Records from a data collection:
-=-=-=-=-

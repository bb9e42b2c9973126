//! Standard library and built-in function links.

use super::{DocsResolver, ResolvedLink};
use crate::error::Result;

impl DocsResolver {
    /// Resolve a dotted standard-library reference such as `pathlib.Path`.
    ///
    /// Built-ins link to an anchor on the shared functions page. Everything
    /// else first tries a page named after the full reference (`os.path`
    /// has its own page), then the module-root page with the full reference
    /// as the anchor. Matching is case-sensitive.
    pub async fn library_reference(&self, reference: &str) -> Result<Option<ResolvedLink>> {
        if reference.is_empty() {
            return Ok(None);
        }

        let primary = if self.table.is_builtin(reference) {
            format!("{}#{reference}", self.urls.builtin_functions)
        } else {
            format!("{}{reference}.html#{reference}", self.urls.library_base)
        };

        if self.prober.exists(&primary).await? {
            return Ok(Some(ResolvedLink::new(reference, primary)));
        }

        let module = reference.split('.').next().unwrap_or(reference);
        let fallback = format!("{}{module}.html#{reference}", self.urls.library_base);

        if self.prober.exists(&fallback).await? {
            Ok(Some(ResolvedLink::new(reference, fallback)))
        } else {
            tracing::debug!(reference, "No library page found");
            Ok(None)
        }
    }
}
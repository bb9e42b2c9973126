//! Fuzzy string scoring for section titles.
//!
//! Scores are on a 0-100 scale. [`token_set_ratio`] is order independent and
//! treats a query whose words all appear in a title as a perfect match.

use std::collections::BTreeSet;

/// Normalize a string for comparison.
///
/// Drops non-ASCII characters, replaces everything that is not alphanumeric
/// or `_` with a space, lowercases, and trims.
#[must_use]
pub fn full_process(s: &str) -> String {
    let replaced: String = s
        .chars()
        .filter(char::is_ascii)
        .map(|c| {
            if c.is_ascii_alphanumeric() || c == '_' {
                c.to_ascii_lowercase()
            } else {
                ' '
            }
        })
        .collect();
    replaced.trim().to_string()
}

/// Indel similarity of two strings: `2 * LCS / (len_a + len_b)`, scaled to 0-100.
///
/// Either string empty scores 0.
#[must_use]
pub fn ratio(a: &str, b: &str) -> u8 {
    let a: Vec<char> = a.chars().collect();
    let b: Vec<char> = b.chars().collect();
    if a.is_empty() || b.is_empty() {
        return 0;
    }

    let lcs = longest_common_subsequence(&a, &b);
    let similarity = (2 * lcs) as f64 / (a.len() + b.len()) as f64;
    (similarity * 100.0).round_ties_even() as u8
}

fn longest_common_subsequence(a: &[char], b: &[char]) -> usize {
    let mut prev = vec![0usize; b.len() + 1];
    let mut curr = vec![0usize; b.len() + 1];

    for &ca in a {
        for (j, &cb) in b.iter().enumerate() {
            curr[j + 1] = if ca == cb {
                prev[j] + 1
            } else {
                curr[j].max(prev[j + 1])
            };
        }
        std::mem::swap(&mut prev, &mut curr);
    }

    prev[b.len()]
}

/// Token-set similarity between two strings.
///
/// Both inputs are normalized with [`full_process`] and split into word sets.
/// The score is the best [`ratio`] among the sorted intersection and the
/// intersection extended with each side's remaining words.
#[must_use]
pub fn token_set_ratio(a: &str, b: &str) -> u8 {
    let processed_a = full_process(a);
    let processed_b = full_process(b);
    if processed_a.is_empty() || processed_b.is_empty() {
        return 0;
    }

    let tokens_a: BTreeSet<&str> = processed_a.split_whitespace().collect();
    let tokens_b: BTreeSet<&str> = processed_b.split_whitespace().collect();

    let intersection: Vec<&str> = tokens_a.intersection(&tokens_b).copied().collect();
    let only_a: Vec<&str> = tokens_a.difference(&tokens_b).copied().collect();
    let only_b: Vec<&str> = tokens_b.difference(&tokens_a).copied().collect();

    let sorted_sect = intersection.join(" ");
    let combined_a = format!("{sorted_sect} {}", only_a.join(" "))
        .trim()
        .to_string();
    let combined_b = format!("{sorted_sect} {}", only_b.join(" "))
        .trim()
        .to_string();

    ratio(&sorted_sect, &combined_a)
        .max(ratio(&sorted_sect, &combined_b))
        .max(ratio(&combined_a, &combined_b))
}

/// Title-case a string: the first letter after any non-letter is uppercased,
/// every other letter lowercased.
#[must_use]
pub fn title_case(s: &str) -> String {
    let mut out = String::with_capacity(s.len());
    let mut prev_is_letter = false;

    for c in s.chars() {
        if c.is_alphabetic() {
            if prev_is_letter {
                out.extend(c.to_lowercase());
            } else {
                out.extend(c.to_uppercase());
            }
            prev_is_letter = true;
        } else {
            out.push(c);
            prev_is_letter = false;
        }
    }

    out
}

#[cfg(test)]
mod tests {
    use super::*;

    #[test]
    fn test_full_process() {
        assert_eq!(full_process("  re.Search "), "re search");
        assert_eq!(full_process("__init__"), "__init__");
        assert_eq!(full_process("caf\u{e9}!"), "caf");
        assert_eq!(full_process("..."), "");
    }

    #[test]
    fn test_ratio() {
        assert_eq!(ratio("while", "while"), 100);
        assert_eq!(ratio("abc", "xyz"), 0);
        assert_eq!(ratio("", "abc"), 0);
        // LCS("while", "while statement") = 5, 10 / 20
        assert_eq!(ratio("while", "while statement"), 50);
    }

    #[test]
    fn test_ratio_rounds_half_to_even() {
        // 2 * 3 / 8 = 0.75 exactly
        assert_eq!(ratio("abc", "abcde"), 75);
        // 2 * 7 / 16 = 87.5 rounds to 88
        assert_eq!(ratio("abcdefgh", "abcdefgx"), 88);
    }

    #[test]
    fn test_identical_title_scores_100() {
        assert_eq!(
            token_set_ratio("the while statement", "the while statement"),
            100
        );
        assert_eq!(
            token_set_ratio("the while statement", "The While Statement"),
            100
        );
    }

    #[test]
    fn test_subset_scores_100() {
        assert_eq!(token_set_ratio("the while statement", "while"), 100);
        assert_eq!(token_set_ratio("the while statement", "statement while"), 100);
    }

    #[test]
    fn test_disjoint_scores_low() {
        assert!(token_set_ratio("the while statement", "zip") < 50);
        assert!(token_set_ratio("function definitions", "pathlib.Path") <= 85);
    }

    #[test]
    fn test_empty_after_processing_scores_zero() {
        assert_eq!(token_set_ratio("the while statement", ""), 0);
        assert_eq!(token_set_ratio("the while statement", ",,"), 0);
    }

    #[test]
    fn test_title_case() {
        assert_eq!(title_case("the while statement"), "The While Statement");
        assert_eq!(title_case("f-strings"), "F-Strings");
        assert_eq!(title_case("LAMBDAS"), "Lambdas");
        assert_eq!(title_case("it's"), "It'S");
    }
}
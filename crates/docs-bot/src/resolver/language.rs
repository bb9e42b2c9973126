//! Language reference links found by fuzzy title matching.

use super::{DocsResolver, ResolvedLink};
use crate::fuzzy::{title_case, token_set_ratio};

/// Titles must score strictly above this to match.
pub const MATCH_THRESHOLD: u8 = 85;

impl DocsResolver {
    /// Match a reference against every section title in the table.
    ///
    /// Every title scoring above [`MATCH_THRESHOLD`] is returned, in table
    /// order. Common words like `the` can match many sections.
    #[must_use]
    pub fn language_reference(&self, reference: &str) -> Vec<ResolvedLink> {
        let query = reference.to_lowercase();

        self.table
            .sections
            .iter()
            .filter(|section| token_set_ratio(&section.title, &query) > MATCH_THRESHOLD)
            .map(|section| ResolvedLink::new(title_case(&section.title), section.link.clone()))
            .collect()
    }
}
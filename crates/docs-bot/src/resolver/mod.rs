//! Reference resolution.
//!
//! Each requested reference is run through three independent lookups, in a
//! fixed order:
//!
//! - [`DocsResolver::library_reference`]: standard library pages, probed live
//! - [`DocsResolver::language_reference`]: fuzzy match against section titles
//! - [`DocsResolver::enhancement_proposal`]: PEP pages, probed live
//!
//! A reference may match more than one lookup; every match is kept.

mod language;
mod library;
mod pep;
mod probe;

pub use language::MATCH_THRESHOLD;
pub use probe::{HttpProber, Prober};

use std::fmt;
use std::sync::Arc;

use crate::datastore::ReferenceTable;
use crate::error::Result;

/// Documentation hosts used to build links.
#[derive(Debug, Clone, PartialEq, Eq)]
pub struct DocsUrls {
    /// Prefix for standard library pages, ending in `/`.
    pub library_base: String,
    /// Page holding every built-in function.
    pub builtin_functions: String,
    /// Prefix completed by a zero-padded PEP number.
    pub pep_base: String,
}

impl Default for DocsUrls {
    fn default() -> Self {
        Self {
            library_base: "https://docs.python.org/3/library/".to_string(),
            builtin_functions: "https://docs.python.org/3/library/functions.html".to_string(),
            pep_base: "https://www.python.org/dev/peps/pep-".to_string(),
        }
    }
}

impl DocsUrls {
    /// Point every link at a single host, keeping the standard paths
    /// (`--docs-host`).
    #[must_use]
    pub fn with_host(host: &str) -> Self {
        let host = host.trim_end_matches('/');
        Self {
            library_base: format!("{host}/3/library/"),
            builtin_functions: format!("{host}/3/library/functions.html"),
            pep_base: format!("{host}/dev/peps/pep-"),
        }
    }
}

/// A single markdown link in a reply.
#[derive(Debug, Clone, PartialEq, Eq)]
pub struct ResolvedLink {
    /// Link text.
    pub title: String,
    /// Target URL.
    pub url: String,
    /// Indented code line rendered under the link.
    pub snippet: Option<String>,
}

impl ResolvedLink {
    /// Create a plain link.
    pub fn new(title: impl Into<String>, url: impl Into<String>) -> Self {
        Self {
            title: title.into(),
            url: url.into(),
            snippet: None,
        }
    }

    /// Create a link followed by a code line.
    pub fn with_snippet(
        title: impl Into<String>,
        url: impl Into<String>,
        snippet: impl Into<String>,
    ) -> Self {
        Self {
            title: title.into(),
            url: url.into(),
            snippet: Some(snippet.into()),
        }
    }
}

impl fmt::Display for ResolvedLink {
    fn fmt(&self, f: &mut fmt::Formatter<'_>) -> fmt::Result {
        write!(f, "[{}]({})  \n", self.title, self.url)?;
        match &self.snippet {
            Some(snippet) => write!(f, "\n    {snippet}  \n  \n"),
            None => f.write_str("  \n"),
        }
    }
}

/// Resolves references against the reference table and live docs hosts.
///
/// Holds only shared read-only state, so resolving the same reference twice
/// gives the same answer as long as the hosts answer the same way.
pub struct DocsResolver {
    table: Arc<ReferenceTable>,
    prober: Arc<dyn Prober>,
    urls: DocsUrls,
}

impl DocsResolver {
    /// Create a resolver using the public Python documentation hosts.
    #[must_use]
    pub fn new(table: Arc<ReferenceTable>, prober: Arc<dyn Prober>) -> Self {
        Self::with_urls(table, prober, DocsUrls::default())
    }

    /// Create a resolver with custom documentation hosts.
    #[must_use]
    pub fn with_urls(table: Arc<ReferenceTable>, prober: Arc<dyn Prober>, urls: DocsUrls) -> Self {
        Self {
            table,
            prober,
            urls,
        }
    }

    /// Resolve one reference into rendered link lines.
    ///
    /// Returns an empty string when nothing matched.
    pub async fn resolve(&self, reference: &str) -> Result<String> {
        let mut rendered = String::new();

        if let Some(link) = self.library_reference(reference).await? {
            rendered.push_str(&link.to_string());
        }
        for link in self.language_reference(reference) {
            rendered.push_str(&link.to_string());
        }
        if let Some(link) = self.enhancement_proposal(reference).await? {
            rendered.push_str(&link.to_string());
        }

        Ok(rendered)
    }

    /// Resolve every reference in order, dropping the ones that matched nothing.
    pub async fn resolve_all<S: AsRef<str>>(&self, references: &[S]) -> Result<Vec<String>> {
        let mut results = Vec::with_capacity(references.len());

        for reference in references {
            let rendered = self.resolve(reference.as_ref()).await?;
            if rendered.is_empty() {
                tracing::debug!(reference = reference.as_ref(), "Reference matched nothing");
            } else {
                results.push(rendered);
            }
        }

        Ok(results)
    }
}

-=-=-=-=-

Instructions to follow:
Return the entries above unchanged, starting at the first line and stopping after the line with "let module = reference.split('.').next().unwrap_or(reference);".

Result of this exercise:
repository bb9e42b2c9973126
//! Standard library and built-in function links.

use super::{DocsResolver, ResolvedLink};
use crate::error::Result;

impl DocsResolver {
    /// Resolve a dotted standard-library reference such as `pathlib.Path`.
    ///
    /// Built-ins link to an anchor on the shared functions page. Everything
    /// else first tries a page named after the full reference (`os.path`
    /// has its own page), then the module-root page with the full reference
    /// as the anchor. Matching is case-sensitive.
    pub async fn library_reference(&self, reference: &str) -> Result<Option<ResolvedLink>> {
        if reference.is_empty() {
            return Ok(None);
        }

        let primary = if self.table.is_builtin(reference) {
            format!("{}#{reference}", self.urls.builtin_functions)
        } else {
            format!("{}{reference}.html#{reference}", self.urls.library_base)
        };

        if self.prober.exists(&primary).await? {
            return Ok(Some(ResolvedLink::new(reference, primary)));
        }

        let module = reference.split('.').next().unwrap_or(reference);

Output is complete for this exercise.